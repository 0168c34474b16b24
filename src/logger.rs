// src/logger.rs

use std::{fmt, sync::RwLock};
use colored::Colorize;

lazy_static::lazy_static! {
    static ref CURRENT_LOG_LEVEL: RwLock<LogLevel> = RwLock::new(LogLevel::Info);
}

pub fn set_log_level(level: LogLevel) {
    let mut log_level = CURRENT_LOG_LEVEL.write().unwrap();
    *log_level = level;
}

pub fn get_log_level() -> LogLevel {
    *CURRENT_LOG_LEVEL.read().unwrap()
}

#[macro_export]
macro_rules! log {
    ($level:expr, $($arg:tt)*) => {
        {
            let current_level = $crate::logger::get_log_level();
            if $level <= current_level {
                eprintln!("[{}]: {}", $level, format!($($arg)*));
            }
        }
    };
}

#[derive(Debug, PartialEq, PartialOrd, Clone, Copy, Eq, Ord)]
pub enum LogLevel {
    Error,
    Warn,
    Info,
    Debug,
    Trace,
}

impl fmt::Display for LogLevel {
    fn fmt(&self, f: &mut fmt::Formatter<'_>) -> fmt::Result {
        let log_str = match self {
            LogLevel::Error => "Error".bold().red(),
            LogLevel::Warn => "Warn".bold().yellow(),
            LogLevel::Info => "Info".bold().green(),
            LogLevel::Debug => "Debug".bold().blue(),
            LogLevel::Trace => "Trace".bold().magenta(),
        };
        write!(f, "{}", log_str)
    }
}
* * *
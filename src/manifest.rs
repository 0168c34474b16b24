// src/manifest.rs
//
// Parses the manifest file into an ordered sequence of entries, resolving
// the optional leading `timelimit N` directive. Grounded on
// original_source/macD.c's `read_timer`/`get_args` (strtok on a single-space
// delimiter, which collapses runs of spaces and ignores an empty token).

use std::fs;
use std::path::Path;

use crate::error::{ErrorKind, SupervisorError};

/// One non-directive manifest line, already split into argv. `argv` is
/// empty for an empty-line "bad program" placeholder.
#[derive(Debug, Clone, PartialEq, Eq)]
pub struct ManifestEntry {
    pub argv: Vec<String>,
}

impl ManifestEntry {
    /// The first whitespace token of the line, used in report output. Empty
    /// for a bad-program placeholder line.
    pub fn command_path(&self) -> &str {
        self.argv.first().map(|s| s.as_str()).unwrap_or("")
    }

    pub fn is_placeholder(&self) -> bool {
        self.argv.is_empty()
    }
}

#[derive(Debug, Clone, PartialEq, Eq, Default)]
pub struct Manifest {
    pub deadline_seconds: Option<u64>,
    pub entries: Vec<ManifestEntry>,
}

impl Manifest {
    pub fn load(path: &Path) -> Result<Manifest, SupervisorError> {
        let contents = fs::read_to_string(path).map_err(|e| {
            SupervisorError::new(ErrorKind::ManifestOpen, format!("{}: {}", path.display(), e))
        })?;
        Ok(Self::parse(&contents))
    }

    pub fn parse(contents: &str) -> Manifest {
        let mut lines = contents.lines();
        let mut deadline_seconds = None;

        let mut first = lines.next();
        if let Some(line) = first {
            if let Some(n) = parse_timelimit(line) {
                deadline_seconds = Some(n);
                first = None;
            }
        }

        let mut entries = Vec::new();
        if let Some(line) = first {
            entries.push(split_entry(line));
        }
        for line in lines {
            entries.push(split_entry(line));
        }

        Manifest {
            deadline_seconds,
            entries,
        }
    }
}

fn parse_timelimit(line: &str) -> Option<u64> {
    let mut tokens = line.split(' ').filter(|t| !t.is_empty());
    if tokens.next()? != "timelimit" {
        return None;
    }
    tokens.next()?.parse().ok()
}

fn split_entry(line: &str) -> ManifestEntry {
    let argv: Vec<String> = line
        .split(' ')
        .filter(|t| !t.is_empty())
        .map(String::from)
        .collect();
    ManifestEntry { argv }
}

_Exercise brief_
Looking over the records, find each line with the word "Some" and copy it.

_Solution_
        if let Some(line) = first {
            if let Some(n) = parse_timelimit(line) {
                deadline_seconds = Some(n);
        if let Some(line) = first {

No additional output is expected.